In the previous sections I used the image of a runway to teach a horse to step on a mat. The point of using this image is to get you thinking creatively, with imagination. That’s what takes you far, far away from the mind set of do-it-or-else training.
Transforming Horse Training Into Play
We’ve all watched skilled trainers, whether in person or on video. I’m sure you’ve taken in a variety of images of how things are done. Now suppose you’re handed a horse who is pushy, or won’t stand still for saddling. You’ve seen how professional horse trainers deal with this in what often seems like no time at all.
It’s so easy to put on their “hat” and fall into the same-old, same-old of traditional horse training solutions. But remember – when you are watching one of those skilled trainers, you aren’t just watching fifteen minutes of training. You are watching fifteen minutes plus fifteen years. That’s a lot of experience – and a lot of mistakes made and lessons learned – to get to the point where things look easy.
Easy isn’t the only criterion we’re looking for. I remember watching a video of a trainer who was working with what was described as a “lazy” horse. The owner wanted to be able to lunge the horse, but her horse stayed in close to her and wouldn’t move out. There are all kinds of reasons why a horse would lock in close to a handler. One might be that the horse has learned that staying in close is the safest place to be. If that was the case for this horse, the trainer took his safety away. He charged into the horse with his lunge whip, sending the horse leaping away to the side.
The trainer was using negative reinforcement. His timing was excellent. As soon as the horse was in motion, he stopped cracking the whip. But the instant the horse slowed down, he was on the attack again. It took just a couple of turns around the circle to convince that horse that he needed to keep moving. Easy. The battle was over in just a few minutes.

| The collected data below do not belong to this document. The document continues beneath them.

//! Fixed achievement table

use serde::{Deserialize, Serialize};
use std::collections::{BTreeMap, BTreeSet};

use crate::metrics::Counters;

#[derive(Debug, Clone, Copy, PartialEq, Eq, PartialOrd, Ord, Hash, Serialize, Deserialize)]
#[serde(rename_all = "lowercase")]
pub enum AchievementRarity {
    Common,
    Uncommon,
    Rare,
    Epic,
    Legendary,
}

const RARITIES: [AchievementRarity; 5] = [
    AchievementRarity::Common,
    AchievementRarity::Uncommon,
    AchievementRarity::Rare,
    AchievementRarity::Epic,
    AchievementRarity::Legendary,
];

/// Counter an achievement category is measured on.
#[derive(Debug, Clone, Copy, PartialEq, Eq, Hash, Serialize, Deserialize)]
#[serde(rename_all = "snake_case")]
pub enum Metric {
    Commits,
    PrsMerged,
    PerfectPrs,
    SmallPrs,
    Reviews,
    FastReviews,
    Comments,
    IssuesOpened,
    EarlyBird,
    NightOwl,
    Midnight,
    Weekend,
    LongestStreak,
    WorkWeekStreak,
    MeaningfulLines,
    CommitsWithTests,
    Repositories,
}

impl Metric {
    pub fn value(&self, c: &Counters) -> u64 {
        match self {
            Metric::Commits => c.commits,
            Metric::PrsMerged => c.prs_merged,
            Metric::PerfectPrs => c.perfect_prs,
            Metric::SmallPrs => c.small_prs,
            Metric::Reviews => c.reviews,
            Metric::FastReviews => c.fast_reviews(),
            Metric::Comments => c.comments(),
            Metric::IssuesOpened => c.issues_opened,
            Metric::EarlyBird => c.activity.early_bird,
            Metric::NightOwl => c.activity.night_owl,
            Metric::Midnight => c.activity.midnight,
            Metric::Weekend => c.activity.weekend,
            Metric::LongestStreak => c.longest_streak as u64,
            Metric::WorkWeekStreak => c.work_week_streak as u64,
            Metric::MeaningfulLines => c.lines.meaningful_changes(),
            Metric::CommitsWithTests => c.commits_with_tests,
            Metric::Repositories => c.repositories.len() as u64,
        }
    }
}

/// One category: a counter and ascending tier thresholds.
#[derive(Debug, Clone, Copy)]
pub struct AchievementCategory {
    pub id: &'static str,
    pub name: &'static str,
    pub description: &'static str,
    pub metric: Metric,
    pub thresholds: &'static [u64],
}

/// Every achievement category. Not configurable.
pub const ACHIEVEMENT_TABLE: &[AchievementCategory] = &[
    AchievementCategory {
        id: "commits",
        name: "Committer",
        description: "Commits authored",
        metric: Metric::Commits,
        thresholds: &[10, 50, 100, 500, 1000],
    },
    AchievementCategory {
        id: "merged-prs",
        name: "Shipper",
        description: "Pull requests merged",
        metric: Metric::PrsMerged,
        thresholds: &[5, 25, 100, 250],
    },
    AchievementCategory {
        id: "perfect-prs",
        name: "Flawless",
        description: "Pull requests merged without requested changes",
        metric: Metric::PerfectPrs,
        thresholds: &[5, 25, 100],
    },
    AchievementCategory {
        id: "small-prs",
        name: "Bite Sized",
        description: "Small pull requests opened",
        metric: Metric::SmallPrs,
        thresholds: &[10, 50, 100],
    },
    AchievementCategory {
        id: "reviews",
        name: "Reviewer",
        description: "Reviews submitted on other people's pull requests",
        metric: Metric::Reviews,
        thresholds: &[10, 50, 200, 500],
    },
    AchievementCategory {
        id: "fast-reviews",
        name: "Quick Draw",
        description: "Pull requests reviewed within a day of opening",
        metric: Metric::FastReviews,
        thresholds: &[5, 25, 100],
    },
    AchievementCategory {
        id: "comments",
        name: "Conversationalist",
        description: "Review and issue comments",
        metric: Metric::Comments,
        thresholds: &[25, 100, 500],
    },
    AchievementCategory {
        id: "issues",
        name: "Bug Hunter",
        description: "Issues opened",
        metric: Metric::IssuesOpened,
        thresholds: &[5, 25, 100],
    },
    AchievementCategory {
        id: "early-bird",
        name: "Early Bird",
        description: "Commits before 09:00",
        metric: Metric::EarlyBird,
        thresholds: &[10, 50, 100],
    },
    AchievementCategory {
        id: "night-owl",
        name: "Night Owl",
        description: "Commits from 21:00",
        metric: Metric::NightOwl,
        thresholds: &[10, 50, 100],
    },
    AchievementCategory {
        id: "midnight",
        name: "Midnight Oil",
        description: "Commits between 00:00 and 04:00",
        metric: Metric::Midnight,
        thresholds: &[5, 25],
    },
    AchievementCategory {
        id: "weekend",
        name: "Weekend Warrior",
        description: "Commits on Saturday or Sunday",
        metric: Metric::Weekend,
        thresholds: &[10, 50, 100],
    },
    AchievementCategory {
        id: "streak",
        name: "On a Roll",
        description: "Consecutive active days",
        metric: Metric::LongestStreak,
        thresholds: &[3, 7, 14, 30],
    },
    AchievementCategory {
        id: "work-week-streak",
        name: "Steady",
        description: "Consecutive active weekdays",
        metric: Metric::WorkWeekStreak,
        thresholds: &[5, 10, 20],
    },
    AchievementCategory {
        id: "meaningful-lines",
        name: "Wordsmith",
        description: "Meaningful lines changed",
        metric: Metric::MeaningfulLines,
        thresholds: &[1000, 10000, 50000],
    },
    AchievementCategory {
        id: "tested-commits",
        name: "Test Pilot",
        description: "Commits touching tests",
        metric: Metric::CommitsWithTests,
        thresholds: &[10, 50, 100],
    },
    AchievementCategory {
        id: "repositories",
        name: "Explorer",
        description: "Repositories contributed to",
        metric: Metric::Repositories,
        thresholds: &[3, 5, 10],
    },
];

/// A single unlockable tier.
#[derive(Debug, Clone, PartialEq, Eq, Serialize, Deserialize)]
pub struct Achievement {
    pub id: String,
    pub name: String,
    pub description: String,
    pub category: String,
    pub threshold: u64,
    pub rarity: AchievementRarity,
}

impl AchievementCategory {
    pub fn tier_id(&self, threshold: u64) -> String {
        format!("{}-{}", self.id, threshold)
    }

    pub fn tiers(&self) -> impl Iterator<Item = Achievement> + '_ {
        self.thresholds.iter().enumerate().map(move |(i, &threshold)| Achievement {
            id: self.tier_id(threshold),
            name: format!("{} {}", self.name, i + 1),
            description: format!("{}: {}", self.description, threshold),
            category: self.id.to_string(),
            threshold,
            rarity: RARITIES[i.min(RARITIES.len() - 1)],
        })
    }
}

/// Every tier of every category, in table order.
pub fn catalog() -> Vec<Achievement> {
    ACHIEVEMENT_TABLE.iter().flat_map(|c| c.tiers()).collect()
}

/// Tiers a contributor has unlocked.
#[derive(Debug, Clone, Default, PartialEq, Eq, Serialize, Deserialize)]
pub struct Achievements {
    /// Every tier met so far
    pub earned: BTreeSet<String>,
    /// Category id to its highest tier met
    pub current: BTreeMap<String, String>,
}

/// Evaluate the fixed table against `counters`.
pub fn evaluate(counters: &Counters) -> Achievements {
    let mut achievements = Achievements::default();
    for category in ACHIEVEMENT_TABLE {
        let value = category.metric.value(counters);
        for &threshold in category.thresholds.iter().filter(|&&t| value >= t) {
            let id = category.tier_id(threshold);
            achievements.earned.insert(id.clone());
            // Thresholds ascend, so the last one met wins
            achievements.current.insert(category.id.to_string(), id);
        }
    }
    achievements
}

#[cfg(test)]
mod tests {
    use super::*;

    fn counters_with(metric: Metric, value: u64) -> Counters {
        let mut c = Counters::default();
        match metric {
            Metric::Commits => c.commits = value,
            Metric::PrsMerged => c.prs_merged = value,
            Metric::PerfectPrs => c.perfect_prs = value,
            Metric::SmallPrs => c.small_prs = value,
            Metric::Reviews => c.reviews = value,
            Metric::FastReviews => c.fast_reviews_24h = value,
            Metric::Comments => c.issue_comments = value,
            Metric::IssuesOpened => c.issues_opened = value,
            Metric::EarlyBird => c.activity.early_bird = value,
            Metric::NightOwl => c.activity.night_owl = value,
            Metric::Midnight => c.activity.midnight = value,
            Metric::Weekend => c.activity.weekend = value,
            Metric::LongestStreak => c.longest_streak = value as u32,
            Metric::WorkWeekStreak => c.work_week_streak = value as u32,
            Metric::MeaningfulLines => c.lines.meaningful_additions = value,
            Metric::CommitsWithTests => c.commits_with_tests = value,
            Metric::Repositories => {
                c.repositories = (0..value).map(|i| format!("acme/repo-{}", i)).collect()
            }
        }
        c
    }

    #[test]
    fn test_every_threshold_is_exact() {
        for category in ACHIEVEMENT_TABLE {
            for &threshold in category.thresholds {
                let id = category.tier_id(threshold);
                let below = evaluate(&counters_with(category.metric, threshold - 1));
                let at = evaluate(&counters_with(category.metric, threshold));
                assert!(!below.earned.contains(&id), "{} unlocked below threshold", id);
                assert!(at.earned.contains(&id), "{} locked at threshold", id);
            }
        }
    }

    #[test]
    fn test_lower_tiers_stay_earned() {
        let achievements = evaluate(&counters_with(Metric::Commits, 120));
        let earned: Vec<&str> = achievements.earned.iter().map(String::as_str).collect();
        assert_eq!(earned, vec!["commits-10", "commits-100", "commits-50"]);
        assert_eq!(achievements.current["commits"], "commits-100");
    }

    #[test]
    fn test_thresholds_ascend_and_ids_are_unique() {
        let mut ids = BTreeSet::new();
        for category in ACHIEVEMENT_TABLE {
            assert!(category.thresholds.windows(2).all(|w| w[0] < w[1]), "{}", category.id);
            for achievement in category.tiers() {
                assert!(ids.insert(achievement.id.clone()), "duplicate {}", achievement.id);
            }
        }
        assert_eq!(ids.len(), catalog().len());
    }

    #[test]
    fn test_rarity_follows_tier() {
        let commits: Vec<Achievement> = ACHIEVEMENT_TABLE[0].tiers().collect();
        assert_eq!(commits[0].rarity, AchievementRarity::Common);
        assert_eq!(commits[4].rarity, AchievementRarity::Legendary);
        assert_eq!(commits[4].name, "Committer 5");
    }

    #[test]
    fn test_nothing_earned_from_zero() {
        assert_eq!(evaluate(&Counters::default()), Achievements::default());
    }
}
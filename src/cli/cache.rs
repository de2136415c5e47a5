//! Cache command - inspect or clear the API result cache

use anyhow::Result;
use console::style;
use std::path::{Path, PathBuf};

use gitvelocity::cache::{default_cache_dir, DiskCache, ResultCache};
use gitvelocity::config::load_config;

fn cache_dir(config: Option<&Path>) -> Result<PathBuf> {
    Ok(match config {
        Some(path) => load_config(path)?.cache.dir(),
        None => default_cache_dir(),
    })
}

pub fn clear(config: Option<&Path>) -> Result<()> {
    let dir = cache_dir(config)?;
    if !dir.exists() {
        println!("No cache at {}", dir.display());
        return Ok(());
    }
    // TTL is irrelevant when only clearing
    let cache = DiskCache::open(&dir, std::time::Duration::ZERO)?;
    cache.clear()?;
    println!("{} Cleared {}", style("✓").green(), style(dir.display()).cyan());
    Ok(())
}

pub fn path(config: Option<&Path>) -> Result<()> {
    println!("{}", cache_dir(config)?.display());
    Ok(())
}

The trainer stood in the middle of the lunge circle touting the virtues of his technique. The horse continued to trot around him the whole time he was talking to the audience. He no longer even needed to lift his whip. It was an impressive result.
But I was thinking about the lesson from the horse’s perspective. If one of us were trapped in a round pen with someone peppering bullets at our feet, wouldn’t we run? And we’d keep on running until we dropped from exhaustion. If we slowed down, the person in the middle would just need to gesture with the gun to get us running again.
It is the same thing. So easy isn’t enough. I can look at the behavior that emerges – a horse moving at a steady pace around me at liberty and think that’s a fun result. The question becomes: how can I get to that behavior but in a more learner-friendly way? How can I take this, or any other lesson, and turn it into true play for both myself and my horse?
One of the principles that is common to ALL good training methods is this:
There is ALWAYS more than one way to teach every behavior.
If you really believe that and know how to put this principle into practice then this leads you to the answer.
You’re going to break the task down into smaller components so your horse understands what is wanted in each step. You want him to be more than just comfortable with what is being asked. You want him to be eager to play.
To teach horses to step on mats, I set out the V runway pattern. The cones help handlers line their horses up with the mat so they have room to come to it on a straight line. When I first taught mats, I didn’t put the cones out. But then I saw that handlers would leave the mat and cut back around on such a tight turn that the horse had no chance to line himself up again straight to it.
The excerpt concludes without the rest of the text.